(Work task):
Somewhere below are a line with "ставка центробанка выросла" and a later line with "укрепился после решения". Output exactly those lines and all lines between them.

(Saved data entries):
==================================================

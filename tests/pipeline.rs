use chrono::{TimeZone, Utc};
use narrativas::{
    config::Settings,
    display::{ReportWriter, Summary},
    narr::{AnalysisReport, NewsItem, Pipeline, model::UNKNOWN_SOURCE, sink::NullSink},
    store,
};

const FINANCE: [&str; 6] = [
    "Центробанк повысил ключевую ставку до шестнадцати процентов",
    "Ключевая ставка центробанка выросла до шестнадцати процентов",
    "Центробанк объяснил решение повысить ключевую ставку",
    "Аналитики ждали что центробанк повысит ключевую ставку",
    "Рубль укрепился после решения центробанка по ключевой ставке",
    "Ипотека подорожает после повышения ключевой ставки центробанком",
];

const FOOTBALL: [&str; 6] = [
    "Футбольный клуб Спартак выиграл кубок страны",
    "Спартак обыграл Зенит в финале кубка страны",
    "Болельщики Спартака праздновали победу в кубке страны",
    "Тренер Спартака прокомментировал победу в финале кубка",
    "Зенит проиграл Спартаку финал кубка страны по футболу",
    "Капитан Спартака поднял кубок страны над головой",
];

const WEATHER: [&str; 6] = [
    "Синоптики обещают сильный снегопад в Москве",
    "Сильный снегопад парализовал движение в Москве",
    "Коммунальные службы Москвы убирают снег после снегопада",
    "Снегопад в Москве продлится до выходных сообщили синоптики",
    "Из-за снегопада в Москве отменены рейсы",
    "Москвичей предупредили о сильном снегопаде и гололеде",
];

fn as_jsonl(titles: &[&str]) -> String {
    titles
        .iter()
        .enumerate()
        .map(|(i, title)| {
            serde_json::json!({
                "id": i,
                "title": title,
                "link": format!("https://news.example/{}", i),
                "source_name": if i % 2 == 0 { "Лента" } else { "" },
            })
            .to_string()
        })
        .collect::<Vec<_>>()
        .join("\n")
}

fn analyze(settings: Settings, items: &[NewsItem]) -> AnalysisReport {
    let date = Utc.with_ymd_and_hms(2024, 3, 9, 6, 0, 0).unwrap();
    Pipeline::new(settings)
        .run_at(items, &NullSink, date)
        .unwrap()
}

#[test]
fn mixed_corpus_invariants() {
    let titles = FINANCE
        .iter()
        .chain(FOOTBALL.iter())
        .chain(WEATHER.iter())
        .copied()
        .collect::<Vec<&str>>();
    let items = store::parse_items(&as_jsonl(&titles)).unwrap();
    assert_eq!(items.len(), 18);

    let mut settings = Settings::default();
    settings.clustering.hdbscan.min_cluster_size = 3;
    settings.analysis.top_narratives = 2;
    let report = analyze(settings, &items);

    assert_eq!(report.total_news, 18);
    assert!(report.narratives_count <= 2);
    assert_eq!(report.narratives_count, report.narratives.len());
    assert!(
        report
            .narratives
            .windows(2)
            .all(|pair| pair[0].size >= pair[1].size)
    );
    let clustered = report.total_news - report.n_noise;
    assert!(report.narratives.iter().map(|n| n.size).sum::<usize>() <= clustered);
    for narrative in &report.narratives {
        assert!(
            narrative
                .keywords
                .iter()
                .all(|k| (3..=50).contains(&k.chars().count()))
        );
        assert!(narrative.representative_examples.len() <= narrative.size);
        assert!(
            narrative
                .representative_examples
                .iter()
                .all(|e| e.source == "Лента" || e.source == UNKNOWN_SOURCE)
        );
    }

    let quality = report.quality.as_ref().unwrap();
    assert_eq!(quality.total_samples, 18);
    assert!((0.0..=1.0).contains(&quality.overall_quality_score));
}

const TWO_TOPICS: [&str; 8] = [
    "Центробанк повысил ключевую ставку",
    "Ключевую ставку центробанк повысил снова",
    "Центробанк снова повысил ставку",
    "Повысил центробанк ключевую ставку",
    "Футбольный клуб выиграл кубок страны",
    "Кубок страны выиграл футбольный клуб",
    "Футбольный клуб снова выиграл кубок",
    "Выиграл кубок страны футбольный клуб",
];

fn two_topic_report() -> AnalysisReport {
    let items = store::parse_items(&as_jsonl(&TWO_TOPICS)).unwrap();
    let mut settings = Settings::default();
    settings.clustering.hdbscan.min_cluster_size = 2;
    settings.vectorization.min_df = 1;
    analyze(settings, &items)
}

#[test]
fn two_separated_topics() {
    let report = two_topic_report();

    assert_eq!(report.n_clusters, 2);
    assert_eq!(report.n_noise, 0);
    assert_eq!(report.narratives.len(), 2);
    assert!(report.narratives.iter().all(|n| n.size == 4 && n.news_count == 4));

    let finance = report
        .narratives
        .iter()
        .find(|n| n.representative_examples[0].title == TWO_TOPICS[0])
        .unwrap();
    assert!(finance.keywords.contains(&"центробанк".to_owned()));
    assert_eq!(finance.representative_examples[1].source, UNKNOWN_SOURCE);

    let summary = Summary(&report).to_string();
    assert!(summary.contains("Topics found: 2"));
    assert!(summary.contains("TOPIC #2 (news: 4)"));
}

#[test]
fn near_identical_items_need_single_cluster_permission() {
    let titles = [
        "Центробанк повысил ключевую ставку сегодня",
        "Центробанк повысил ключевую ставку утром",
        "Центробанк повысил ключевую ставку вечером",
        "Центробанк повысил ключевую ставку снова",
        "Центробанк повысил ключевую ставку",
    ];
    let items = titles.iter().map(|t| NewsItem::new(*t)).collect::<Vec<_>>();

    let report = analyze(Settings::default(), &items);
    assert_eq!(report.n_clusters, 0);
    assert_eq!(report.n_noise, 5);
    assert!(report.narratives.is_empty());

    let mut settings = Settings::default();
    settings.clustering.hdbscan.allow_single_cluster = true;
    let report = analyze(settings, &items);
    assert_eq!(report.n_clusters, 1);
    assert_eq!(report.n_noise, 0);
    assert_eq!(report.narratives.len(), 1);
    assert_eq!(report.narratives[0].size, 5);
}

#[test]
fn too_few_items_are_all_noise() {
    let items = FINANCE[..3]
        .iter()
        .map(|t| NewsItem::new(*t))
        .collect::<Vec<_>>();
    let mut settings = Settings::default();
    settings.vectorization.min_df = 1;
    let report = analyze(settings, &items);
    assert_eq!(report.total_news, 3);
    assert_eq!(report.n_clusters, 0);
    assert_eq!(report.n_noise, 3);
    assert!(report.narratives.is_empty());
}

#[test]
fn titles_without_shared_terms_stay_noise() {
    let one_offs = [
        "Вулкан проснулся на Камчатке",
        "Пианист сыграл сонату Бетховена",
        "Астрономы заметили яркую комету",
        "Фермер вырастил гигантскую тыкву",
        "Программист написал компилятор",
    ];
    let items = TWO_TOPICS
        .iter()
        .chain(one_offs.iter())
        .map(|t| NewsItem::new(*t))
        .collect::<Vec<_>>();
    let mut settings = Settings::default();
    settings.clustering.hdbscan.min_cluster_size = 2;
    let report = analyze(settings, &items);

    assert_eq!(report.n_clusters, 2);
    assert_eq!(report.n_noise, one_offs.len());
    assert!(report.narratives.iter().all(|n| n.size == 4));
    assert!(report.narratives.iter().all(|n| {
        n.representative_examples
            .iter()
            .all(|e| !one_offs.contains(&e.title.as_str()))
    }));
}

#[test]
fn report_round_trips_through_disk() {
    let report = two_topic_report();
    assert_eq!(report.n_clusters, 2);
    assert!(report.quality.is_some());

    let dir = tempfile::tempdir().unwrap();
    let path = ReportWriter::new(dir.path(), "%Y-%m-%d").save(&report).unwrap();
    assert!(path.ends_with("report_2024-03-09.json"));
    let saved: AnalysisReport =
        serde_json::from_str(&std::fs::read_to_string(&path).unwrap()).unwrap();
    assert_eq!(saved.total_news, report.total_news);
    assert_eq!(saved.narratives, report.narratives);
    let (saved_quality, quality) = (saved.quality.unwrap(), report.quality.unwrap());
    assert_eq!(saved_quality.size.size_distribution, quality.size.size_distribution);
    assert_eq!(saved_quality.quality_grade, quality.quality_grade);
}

==================================================

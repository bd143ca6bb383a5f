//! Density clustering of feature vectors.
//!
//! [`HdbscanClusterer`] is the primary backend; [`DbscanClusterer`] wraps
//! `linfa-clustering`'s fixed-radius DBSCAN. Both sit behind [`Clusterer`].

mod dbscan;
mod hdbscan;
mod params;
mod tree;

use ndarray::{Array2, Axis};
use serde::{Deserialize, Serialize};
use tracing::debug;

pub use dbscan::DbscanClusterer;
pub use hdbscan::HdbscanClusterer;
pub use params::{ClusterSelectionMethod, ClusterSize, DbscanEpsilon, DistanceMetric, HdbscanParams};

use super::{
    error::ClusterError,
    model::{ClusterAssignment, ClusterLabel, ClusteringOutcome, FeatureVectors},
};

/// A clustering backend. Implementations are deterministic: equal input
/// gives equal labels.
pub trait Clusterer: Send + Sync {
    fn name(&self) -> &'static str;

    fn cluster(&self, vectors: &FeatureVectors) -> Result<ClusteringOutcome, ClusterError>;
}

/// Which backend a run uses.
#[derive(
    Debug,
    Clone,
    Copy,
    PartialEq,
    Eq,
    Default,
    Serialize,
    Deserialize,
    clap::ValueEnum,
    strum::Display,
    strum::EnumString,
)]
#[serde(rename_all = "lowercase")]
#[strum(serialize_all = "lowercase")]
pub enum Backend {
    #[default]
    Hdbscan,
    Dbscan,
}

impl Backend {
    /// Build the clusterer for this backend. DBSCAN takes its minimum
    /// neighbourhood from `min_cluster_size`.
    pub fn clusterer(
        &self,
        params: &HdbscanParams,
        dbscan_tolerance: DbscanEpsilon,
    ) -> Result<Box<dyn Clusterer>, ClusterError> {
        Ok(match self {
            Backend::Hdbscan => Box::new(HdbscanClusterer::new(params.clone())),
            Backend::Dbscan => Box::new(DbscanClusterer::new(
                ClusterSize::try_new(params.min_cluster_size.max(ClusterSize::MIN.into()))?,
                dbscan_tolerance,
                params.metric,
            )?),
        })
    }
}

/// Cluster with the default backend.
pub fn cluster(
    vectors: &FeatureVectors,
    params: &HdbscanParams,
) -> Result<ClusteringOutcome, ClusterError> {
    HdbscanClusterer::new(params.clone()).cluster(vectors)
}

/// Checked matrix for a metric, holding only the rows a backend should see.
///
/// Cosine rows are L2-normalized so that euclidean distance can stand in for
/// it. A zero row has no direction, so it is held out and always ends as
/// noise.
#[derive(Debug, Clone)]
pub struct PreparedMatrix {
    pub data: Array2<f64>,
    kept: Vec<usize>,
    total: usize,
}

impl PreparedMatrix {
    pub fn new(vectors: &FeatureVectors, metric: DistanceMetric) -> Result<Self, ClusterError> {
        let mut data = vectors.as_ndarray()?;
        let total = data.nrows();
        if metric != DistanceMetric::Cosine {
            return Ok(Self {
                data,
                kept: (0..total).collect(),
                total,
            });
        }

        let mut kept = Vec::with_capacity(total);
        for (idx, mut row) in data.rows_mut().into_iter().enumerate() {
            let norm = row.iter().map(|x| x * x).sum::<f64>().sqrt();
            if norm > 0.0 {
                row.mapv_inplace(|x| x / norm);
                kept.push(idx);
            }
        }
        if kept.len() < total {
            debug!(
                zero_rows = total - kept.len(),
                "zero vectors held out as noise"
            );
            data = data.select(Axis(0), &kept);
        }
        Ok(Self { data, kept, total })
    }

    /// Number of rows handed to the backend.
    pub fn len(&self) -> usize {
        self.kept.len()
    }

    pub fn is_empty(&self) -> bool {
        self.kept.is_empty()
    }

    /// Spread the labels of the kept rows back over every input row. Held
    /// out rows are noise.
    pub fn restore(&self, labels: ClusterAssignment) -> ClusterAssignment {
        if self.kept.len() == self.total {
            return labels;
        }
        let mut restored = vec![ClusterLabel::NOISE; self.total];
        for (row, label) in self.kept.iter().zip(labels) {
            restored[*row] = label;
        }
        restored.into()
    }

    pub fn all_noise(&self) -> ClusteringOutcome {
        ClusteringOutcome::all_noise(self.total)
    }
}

==================================================

(Written reply):
    "Ключевая ставка центробанка выросла до шестнадцати процентов",
    "Центробанк объяснил решение повысить ключевую ставку",
    "Аналитики ждали что центробанк повысит ключевую ставку",
    "Рубль укрепился после решения центробанка по ключевой ставке",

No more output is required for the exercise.